+++ MATERIAL FOR THE TASK +++

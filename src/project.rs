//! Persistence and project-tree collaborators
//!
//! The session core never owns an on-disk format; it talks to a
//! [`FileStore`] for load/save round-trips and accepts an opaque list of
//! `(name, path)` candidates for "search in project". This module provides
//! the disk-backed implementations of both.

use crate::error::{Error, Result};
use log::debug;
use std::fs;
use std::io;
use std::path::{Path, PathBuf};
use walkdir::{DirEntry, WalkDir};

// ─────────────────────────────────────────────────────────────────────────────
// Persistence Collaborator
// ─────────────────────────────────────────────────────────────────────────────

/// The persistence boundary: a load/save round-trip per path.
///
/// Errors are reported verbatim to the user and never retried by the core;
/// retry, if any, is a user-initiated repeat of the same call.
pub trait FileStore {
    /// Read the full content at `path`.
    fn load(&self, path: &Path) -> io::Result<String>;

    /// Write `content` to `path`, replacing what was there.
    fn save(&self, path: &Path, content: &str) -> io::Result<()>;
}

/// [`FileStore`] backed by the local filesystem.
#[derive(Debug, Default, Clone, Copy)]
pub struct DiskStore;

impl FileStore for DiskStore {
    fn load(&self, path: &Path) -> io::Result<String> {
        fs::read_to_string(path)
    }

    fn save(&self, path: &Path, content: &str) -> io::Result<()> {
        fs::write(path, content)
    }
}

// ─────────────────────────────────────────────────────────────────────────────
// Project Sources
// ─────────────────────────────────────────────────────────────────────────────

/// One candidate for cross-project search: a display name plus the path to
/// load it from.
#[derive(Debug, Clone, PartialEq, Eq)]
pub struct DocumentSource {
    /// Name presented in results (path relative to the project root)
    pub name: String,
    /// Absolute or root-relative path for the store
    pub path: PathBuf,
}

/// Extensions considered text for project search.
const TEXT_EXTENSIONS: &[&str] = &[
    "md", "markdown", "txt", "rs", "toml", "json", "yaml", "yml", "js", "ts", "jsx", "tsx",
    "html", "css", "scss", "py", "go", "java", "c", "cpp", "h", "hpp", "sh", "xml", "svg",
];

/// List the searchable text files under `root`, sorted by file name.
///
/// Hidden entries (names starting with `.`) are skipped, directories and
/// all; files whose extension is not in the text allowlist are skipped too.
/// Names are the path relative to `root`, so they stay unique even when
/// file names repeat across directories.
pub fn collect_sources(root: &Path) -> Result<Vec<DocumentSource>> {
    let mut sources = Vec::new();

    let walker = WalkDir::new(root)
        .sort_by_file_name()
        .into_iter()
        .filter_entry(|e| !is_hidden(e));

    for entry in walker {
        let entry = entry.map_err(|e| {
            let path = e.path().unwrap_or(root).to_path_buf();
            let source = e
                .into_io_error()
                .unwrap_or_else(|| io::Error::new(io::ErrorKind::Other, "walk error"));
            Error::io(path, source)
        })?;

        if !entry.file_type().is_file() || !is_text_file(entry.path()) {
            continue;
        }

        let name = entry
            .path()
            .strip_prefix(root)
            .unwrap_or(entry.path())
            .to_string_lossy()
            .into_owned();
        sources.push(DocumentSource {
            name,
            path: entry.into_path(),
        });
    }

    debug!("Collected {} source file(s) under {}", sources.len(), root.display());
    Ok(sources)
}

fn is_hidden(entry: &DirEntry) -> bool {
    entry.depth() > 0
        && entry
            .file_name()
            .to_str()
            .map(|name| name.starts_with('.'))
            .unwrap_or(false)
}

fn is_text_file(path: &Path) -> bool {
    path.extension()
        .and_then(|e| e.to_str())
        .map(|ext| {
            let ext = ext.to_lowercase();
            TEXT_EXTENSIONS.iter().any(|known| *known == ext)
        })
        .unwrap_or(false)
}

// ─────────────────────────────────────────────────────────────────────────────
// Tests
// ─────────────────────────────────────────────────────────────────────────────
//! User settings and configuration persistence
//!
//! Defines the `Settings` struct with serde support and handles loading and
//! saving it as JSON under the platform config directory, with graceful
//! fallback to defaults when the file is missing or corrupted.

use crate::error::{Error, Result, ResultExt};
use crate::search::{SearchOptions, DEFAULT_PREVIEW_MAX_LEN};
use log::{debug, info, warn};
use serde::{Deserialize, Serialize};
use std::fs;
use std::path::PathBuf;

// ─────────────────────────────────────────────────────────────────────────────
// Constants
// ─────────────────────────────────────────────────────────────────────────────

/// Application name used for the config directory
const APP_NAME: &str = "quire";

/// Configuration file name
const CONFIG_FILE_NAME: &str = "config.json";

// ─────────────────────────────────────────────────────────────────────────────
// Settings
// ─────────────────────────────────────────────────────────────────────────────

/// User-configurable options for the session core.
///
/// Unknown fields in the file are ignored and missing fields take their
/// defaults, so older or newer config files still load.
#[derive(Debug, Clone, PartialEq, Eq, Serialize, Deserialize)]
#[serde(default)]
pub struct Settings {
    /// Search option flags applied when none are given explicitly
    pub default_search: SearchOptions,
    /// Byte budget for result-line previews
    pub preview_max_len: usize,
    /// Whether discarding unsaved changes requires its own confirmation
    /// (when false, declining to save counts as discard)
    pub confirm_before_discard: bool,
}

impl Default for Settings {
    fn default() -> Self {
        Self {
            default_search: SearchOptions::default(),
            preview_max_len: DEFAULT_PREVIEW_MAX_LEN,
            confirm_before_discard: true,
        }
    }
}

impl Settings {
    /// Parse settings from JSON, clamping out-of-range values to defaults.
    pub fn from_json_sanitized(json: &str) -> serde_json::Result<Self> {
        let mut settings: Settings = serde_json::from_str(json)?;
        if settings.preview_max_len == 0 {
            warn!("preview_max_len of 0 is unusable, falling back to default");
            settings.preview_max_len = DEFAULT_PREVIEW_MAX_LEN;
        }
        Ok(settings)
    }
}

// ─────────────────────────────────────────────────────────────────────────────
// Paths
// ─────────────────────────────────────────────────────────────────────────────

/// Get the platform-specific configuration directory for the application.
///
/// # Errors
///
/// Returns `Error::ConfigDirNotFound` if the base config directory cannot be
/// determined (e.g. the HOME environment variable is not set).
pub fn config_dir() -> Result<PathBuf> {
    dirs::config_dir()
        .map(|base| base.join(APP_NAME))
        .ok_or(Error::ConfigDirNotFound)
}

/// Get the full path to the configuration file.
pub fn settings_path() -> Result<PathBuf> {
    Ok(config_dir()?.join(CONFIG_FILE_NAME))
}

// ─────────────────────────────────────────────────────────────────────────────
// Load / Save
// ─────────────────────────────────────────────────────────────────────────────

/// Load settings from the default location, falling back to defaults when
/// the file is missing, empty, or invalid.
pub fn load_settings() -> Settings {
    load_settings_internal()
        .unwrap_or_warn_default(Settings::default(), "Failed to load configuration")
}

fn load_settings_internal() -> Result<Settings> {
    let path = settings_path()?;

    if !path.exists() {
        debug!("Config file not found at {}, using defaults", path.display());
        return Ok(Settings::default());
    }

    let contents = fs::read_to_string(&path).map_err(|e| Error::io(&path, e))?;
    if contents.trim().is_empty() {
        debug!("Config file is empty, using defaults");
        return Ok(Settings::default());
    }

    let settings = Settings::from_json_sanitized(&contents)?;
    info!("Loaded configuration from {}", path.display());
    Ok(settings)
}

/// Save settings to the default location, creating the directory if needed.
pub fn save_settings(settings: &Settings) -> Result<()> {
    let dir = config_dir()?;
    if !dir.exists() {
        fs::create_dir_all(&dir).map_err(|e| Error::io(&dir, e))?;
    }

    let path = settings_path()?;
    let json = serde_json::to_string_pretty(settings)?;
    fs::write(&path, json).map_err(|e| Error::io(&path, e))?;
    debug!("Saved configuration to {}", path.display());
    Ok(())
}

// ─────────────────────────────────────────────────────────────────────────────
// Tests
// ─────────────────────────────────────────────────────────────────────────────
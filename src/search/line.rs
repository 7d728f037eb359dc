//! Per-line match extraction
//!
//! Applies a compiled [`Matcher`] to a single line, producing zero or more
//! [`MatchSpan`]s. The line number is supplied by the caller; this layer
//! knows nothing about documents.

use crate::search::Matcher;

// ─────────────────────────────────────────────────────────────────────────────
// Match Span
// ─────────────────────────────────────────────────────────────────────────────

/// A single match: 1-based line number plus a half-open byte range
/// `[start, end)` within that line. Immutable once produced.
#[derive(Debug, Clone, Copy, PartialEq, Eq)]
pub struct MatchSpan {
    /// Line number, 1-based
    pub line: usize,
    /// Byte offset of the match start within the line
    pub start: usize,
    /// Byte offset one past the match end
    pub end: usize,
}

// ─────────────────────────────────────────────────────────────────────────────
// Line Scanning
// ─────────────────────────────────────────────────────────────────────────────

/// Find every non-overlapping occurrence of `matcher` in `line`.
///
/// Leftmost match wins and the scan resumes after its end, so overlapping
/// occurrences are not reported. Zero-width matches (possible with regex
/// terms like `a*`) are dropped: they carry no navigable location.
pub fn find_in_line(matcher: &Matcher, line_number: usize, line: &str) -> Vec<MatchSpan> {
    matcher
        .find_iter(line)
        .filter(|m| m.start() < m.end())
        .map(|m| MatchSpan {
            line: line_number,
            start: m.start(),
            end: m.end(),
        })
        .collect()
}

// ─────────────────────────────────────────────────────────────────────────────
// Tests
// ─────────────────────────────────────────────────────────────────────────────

+++

■ BRIEF
Reproduce exactly the lines from the beginning of the entries above up to and including the line that contains "Read the full".

■ RESPONSE BELOW
filename src/project.rs
//! Persistence and project-tree collaborators
//!
//! The session core never owns an on-disk format; it talks to a
//! [`FileStore`] for load/save round-trips and accepts an opaque list of
//! `(name, path)` candidates for "search in project". This module provides
//! the disk-backed implementations of both.

use crate::error::{Error, Result};
use log::debug;
use std::fs;
use std::io;
use std::path::{Path, PathBuf};
use walkdir::{DirEntry, WalkDir};

// ─────────────────────────────────────────────────────────────────────────────
// Persistence Collaborator
// ─────────────────────────────────────────────────────────────────────────────

/// The persistence boundary: a load/save round-trip per path.
///
/// Errors are reported verbatim to the user and never retried by the core;
/// retry, if any, is a user-initiated repeat of the same call.
pub trait FileStore {
    /// Read the full content at `path`.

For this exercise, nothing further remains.